◆ INSTRUCTIONS TO FOLLOW
Starting at the top of the records, output every line through the one that contains "second body's surface", keeping each exactly as it appears.

(Stored data)
//! Contact detection and response for axis-aligned rectangles and circles
//!
//! All normals point from the second body toward the first, so pushing the
//! first body along `normal * penetration` separates the pair.

use glam::Vec2;

use super::Shape;

/// Contact distance tolerance; keeps resting contacts from flickering on and off
pub const CONTACT_SLOP: f32 = 0.05;

/// Result of a contact test
#[derive(Debug, Clone, Copy, PartialEq)]
pub struct Contact {
    /// Contact point on the second body's surface
    pub point: Vec2,
    /// Unit normal pointing toward the first body
    pub normal: Vec2,
    /// Overlap depth; may be slightly negative inside the slop band
    pub penetration: f32,
}

/// Circle at `center` against a rectangle at `rect_center` with `half` extents
pub fn circle_rect(center: Vec2, radius: f32, rect_center: Vec2, half: Vec2) -> Option<Contact> {
    let local = center - rect_center;
    let clamped = local.clamp(-half, half);

    if clamped == local {
        // Center inside the rectangle - exit through the nearest face
        let gap = half - local.abs();
        let normal = if gap.x < gap.y {
            Vec2::new(local.x.signum(), 0.0)
        } else {
            Vec2::new(0.0, local.y.signum())
        };
        return Some(Contact {
            point: rect_center + clamped,
            normal,
            penetration: radius + gap.x.min(gap.y),
        });
    }

    let offset = local - clamped;
    let dist = offset.length();
    if dist >= radius + CONTACT_SLOP {
        return None;
    }

    Some(Contact {
        point: rect_center + clamped,
        normal: offset / dist,
        penetration: radius - dist,
    })
}

/// Rectangle against rectangle, separating along the axis of least overlap
pub fn rect_rect(a_center: Vec2, a_half: Vec2, b_center: Vec2, b_half: Vec2) -> Option<Contact> {
    let delta = a_center - b_center;
    let overlap = (a_half + b_half) - delta.abs();
    if overlap.x <= -CONTACT_SLOP || overlap.y <= -CONTACT_SLOP {
        return None;
    }

    let (normal, penetration) = if overlap.x < overlap.y {
        (Vec2::new(sign(delta.x), 0.0), overlap.x)
    } else {
        (Vec2::new(0.0, sign(delta.y)), overlap.y)
    };

    Some(Contact {
        point: b_center + normal * b_half,
        normal,
        penetration,
    })
}

/// Circle against circle
pub fn circle_circle(
    a_center: Vec2,
    a_radius: f32,
    b_center: Vec2,
    b_radius: f32,
) -> Option<Contact> {
    let delta = a_center - b_center;
    let dist = delta.length();
    let reach = a_radius + b_radius;
    if dist >= reach + CONTACT_SLOP {
        return None;
    }

    // Coincident centers - pick an arbitrary but stable axis
    let normal = if dist > f32::EPSILON { delta / dist } else { Vec2::Y };
    Some(Contact {
        point: b_center + normal * b_radius,
        normal,
        penetration: reach - dist,
    })
}

/// Contact test for any shape pair; normal points from `b` toward `a`
pub fn contact(a: &Shape, a_pos: Vec2, b: &Shape, b_pos: Vec2) -> Option<Contact> {
    match (*a, *b) {
        (Shape::Circle { radius }, Shape::Rect { size }) => {
            circle_rect(a_pos, radius, b_pos, size / 2.0)
        }
        (Shape::Rect { size }, Shape::Circle { radius }) => {
            circle_rect(b_pos, radius, a_pos, size / 2.0).map(|c| Contact {
                point: b_pos - c.normal * radius,
                normal: -c.normal,
                penetration: c.penetration,
            })
        }
        (Shape::Rect { size: sa }, Shape::Rect { size: sb }) => {
            rect_rect(a_pos, sa / 2.0, b_pos, sb / 2.0)
        }
        (Shape::Circle { radius: ra }, Shape::Circle { radius: rb }) => {
            circle_circle(a_pos, ra, b_pos, rb)
        }
    }
}

/// Remove the approaching normal component of `velocity`
///
/// `restitution = 1` is a mirror reflection: v' = v - 2(v·n)n.
/// `restitution = 0` keeps only the tangential slide.
#[inline]
pub fn resolve_velocity(velocity: Vec2, normal: Vec2, restitution: f32) -> Vec2 {
    let approach = velocity.dot(normal);
    if approach >= 0.0 {
        return velocity;
    }
    velocity - (1.0 + restitution) * approach * normal
}

#[inline]
fn sign(v: f32) -> f32 {
    if v < 0.0 { -1.0 } else { 1.0 }
}

#[cfg(test)]
mod tests {
    use super::*;

    #[test]
    fn test_circle_rect_face_contact() {
        // Rect spanning x in [-10, 10], ball approaching from the right
        let hit =
            circle_rect(Vec2::new(14.0, 0.0), 5.0, Vec2::ZERO, Vec2::new(10.0, 10.0)).unwrap();
        assert!((hit.normal - Vec2::X).length() < 1e-5);
        assert!((hit.penetration - 1.0).abs() < 1e-5);
        assert!((hit.point - Vec2::new(10.0, 0.0)).length() < 1e-5);
    }

    #[test]
    fn test_circle_rect_miss() {
        assert!(circle_rect(Vec2::new(20.0, 0.0), 5.0, Vec2::ZERO, Vec2::splat(10.0)).is_none());
        // Diagonal from the corner: distance ~7.07 > radius
        assert!(circle_rect(Vec2::new(15.0, 15.0), 5.0, Vec2::ZERO, Vec2::splat(10.0)).is_none());
    }

    #[test]
    fn test_circle_center_inside_rect() {
        let hit = circle_rect(Vec2::new(0.0, 8.0), 2.0, Vec2::ZERO, Vec2::new(10.0, 10.0)).unwrap();
        assert_eq!(hit.normal, Vec2::Y);
        assert!((hit.penetration - 4.0).abs() < 1e-5);
    }

    #[test]
    fn test_rect_rect_least_overlap_axis() {
        let hit = rect_rect(
            Vec2::new(0.0, 9.0),
            Vec2::new(5.0, 5.0),
            Vec2::ZERO,
            Vec2::new(20.0, 5.0),
        )
        .unwrap();
        assert_eq!(hit.normal, Vec2::Y);
        assert!((hit.penetration - 1.0).abs() < 1e-5);

        assert!(
            rect_rect(Vec2::new(0.0, 20.0), Vec2::splat(5.0), Vec2::ZERO, Vec2::splat(5.0))
                .is_none()
        );
    }

    #[test]
    fn test_contact_flips_normal_for_rect_first() {
        let circle = Shape::Circle { radius: 5.0 };
        let rect = Shape::Rect { size: Vec2::new(20.0, 20.0) };
        let ab = contact(&circle, Vec2::new(14.0, 0.0), &rect, Vec2::ZERO).unwrap();
        let ba = contact(&rect, Vec2::ZERO, &circle, Vec2::new(14.0, 0.0)).unwrap();
        assert!((ab.normal + ba.normal).length() < 1e-5);
        assert!((ab.penetration - ba.penetration).abs() < 1e-5);
    }

    #[test]
    fn test_circle_circle() {
        let hit = circle_circle(Vec2::new(3.0, 0.0), 2.0, Vec2::ZERO, 2.0).unwrap();
        assert_eq!(hit.normal, Vec2::X);
        assert!((hit.penetration - 1.0).abs() < 1e-5);
        assert!(circle_circle(Vec2::new(10.0, 0.0), 2.0, Vec2::ZERO, 2.0).is_none());
    }

    #[test]
    fn test_resolve_velocity() {
        // Moving right into a wall whose normal points left
        let v = Vec2::new(100.0, 20.0);
        let n = Vec2::new(-1.0, 0.0);

        let bounced = resolve_velocity(v, n, 1.0);
        assert!((bounced - Vec2::new(-100.0, 20.0)).length() < 1e-3);

        let slid = resolve_velocity(v, n, 0.0);
        assert!((slid - Vec2::new(0.0, 20.0)).length() < 1e-3);

        // Already separating - untouched
        assert_eq!(resolve_velocity(-v, n, 0.0), -v);
    }
}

◆ YOUR SOLUTION
//! Contact detection and response for axis-aligned rectangles and circles
//!
//! All normals point from the second body toward the first, so pushing the
//! first body along `normal * penetration` separates the pair.

use glam::Vec2;

use super::Shape;

/// Contact distance tolerance; keeps resting contacts from flickering on and off
pub const CONTACT_SLOP: f32 = 0.05;

/// Result of a contact test
#[derive(Debug, Clone, Copy, PartialEq)]
pub struct Contact {
    /// Contact point on the second body's surface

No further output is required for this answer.